== Your goal ==
Retype, word for word, every line from the one holding "self.effects.push(effect);" through the one holding "for effect in" in the entries below, both included, and only those lines.

== Exercise materials ==
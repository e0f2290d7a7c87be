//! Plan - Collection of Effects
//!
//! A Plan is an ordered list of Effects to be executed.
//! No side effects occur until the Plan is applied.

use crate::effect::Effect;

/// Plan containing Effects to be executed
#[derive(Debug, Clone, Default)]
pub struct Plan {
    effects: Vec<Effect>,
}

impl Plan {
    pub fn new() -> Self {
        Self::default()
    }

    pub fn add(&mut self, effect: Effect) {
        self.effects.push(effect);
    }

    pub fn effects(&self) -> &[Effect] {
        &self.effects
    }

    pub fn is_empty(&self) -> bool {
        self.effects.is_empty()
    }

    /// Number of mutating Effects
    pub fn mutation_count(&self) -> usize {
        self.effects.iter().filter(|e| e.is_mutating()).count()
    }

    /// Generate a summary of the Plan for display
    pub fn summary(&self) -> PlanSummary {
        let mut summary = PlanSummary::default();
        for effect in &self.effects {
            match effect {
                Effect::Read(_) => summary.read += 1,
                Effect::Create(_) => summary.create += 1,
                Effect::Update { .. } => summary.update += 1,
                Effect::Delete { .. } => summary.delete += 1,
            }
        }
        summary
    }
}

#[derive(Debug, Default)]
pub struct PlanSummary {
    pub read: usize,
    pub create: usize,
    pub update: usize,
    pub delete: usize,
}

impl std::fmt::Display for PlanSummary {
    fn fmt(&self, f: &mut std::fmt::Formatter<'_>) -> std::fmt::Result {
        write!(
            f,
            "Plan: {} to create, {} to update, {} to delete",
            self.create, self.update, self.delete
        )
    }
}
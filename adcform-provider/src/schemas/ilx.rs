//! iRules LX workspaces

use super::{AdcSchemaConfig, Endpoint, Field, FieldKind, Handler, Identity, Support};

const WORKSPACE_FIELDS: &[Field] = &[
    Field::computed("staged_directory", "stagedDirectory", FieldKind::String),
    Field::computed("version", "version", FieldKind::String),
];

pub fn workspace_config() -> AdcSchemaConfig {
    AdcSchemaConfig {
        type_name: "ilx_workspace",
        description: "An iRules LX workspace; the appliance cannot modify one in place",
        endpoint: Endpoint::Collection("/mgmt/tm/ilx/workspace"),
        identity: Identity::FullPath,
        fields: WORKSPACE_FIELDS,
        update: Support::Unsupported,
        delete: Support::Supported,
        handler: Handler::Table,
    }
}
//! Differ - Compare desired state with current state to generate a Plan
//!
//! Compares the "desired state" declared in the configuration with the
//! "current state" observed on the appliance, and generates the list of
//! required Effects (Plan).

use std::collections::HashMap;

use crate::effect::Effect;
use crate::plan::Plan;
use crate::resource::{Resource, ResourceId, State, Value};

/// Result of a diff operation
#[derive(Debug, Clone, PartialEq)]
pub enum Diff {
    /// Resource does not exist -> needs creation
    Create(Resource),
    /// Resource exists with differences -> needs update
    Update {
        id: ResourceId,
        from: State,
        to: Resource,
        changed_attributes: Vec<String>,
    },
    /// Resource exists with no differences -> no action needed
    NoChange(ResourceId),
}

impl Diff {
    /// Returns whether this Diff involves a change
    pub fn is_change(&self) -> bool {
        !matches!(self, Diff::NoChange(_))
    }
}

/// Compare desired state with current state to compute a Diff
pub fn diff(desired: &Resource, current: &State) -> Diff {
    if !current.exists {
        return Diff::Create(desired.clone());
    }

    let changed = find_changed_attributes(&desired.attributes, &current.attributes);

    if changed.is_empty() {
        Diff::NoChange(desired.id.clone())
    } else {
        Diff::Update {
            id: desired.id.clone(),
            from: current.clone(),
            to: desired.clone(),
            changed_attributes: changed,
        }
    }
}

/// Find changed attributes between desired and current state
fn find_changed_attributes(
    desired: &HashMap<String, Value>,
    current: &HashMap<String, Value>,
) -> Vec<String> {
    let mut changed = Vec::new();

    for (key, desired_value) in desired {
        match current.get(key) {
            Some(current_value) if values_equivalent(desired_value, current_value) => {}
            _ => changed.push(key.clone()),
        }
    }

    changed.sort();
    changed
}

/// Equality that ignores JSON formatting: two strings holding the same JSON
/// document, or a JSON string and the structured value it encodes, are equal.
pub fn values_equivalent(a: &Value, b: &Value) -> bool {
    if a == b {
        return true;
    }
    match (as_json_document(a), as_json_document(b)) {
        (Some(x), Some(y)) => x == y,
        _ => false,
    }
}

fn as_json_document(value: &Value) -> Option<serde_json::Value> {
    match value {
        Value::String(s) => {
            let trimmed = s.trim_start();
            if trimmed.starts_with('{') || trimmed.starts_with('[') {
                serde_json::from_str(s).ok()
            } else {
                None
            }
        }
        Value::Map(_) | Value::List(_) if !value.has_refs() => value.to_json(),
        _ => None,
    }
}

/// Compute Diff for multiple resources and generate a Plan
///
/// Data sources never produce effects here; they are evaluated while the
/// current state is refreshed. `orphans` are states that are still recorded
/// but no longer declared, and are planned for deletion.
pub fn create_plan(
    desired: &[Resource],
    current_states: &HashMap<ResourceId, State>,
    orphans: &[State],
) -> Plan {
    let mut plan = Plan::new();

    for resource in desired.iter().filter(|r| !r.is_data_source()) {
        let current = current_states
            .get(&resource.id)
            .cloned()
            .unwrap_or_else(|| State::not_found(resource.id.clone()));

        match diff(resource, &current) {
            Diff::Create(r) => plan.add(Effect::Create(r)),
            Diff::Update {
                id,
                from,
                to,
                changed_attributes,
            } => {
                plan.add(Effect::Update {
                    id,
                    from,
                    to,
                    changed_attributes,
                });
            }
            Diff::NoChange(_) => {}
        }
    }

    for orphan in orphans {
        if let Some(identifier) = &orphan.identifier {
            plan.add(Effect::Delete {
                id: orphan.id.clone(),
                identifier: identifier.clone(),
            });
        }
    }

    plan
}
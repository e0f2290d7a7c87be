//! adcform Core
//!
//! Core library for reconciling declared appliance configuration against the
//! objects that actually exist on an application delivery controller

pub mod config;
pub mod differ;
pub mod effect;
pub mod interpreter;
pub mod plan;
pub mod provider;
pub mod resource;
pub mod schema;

== Task answer ==
        self.effects.push(effect);
    }

    pub fn effects(&self) -> &[Effect] {
        &self.effects
    }

    pub fn is_empty(&self) -> bool {
        self.effects.is_empty()
    }

    /// Number of mutating Effects
    pub fn mutation_count(&self) -> usize {
        self.effects.iter().filter(|e| e.is_mutating()).count()
    }

    /// Generate a summary of the Plan for display
    pub fn summary(&self) -> PlanSummary {
        let mut summary = PlanSummary::default();
        for effect in &self.effects {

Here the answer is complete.